INSTRUCTIONS FOR THE TASK:
Every entry has to be restated word for word.

══════════

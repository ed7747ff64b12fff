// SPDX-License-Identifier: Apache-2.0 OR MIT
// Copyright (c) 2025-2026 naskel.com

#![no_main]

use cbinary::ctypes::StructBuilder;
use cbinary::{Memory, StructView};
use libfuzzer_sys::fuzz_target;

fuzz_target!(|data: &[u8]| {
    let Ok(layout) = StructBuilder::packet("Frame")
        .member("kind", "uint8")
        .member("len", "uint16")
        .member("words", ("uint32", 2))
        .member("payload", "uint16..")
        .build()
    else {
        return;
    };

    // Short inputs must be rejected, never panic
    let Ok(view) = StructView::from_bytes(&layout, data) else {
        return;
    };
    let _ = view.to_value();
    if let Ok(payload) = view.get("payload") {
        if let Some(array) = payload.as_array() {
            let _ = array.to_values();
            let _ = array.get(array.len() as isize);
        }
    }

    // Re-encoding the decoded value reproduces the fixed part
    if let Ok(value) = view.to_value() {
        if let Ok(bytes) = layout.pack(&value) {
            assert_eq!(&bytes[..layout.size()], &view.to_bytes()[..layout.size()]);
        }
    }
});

══════════

EXERCISE OUTPUT:
repository ed7747ff64b12fff
// SPDX-License-Identifier: Apache-2.0 OR MIT
// Copyright (c) 2025-2026 naskel.com

#![no_main]

use cbinary::ctypes::StructBuilder;
use cbinary::{Memory, StructView};
use libfuzzer_sys::fuzz_target;

fuzz_target!(|data: &[u8]| {
    let Ok(layout) = StructBuilder::packet("Frame")
        .member("kind", "uint8")
        .member("len", "uint16")
        .member("words", ("uint32", 2))
        .member("payload", "uint16..")
        .build()
    else {
        return;
    };

    // Short inputs must be rejected, never panic
    let Ok(view) = StructView::from_bytes(&layout, data) else {
        return;
    };
    let _ = view.to_value();
    if let Ok(payload) = view.get("payload") {
        if let Some(array) = payload.as_array() {
            let _ = array.to_values();
            let _ = array.get(array.len() as isize);
        }
    }

    // Re-encoding the decoded value reproduces the fixed part
    if let Ok(value) = view.to_value() {
        if let Ok(bytes) = layout.pack(&value) {
            assert_eq!(&bytes[..layout.size()], &view.to_bytes()[..layout.size()]);
        }
    }
});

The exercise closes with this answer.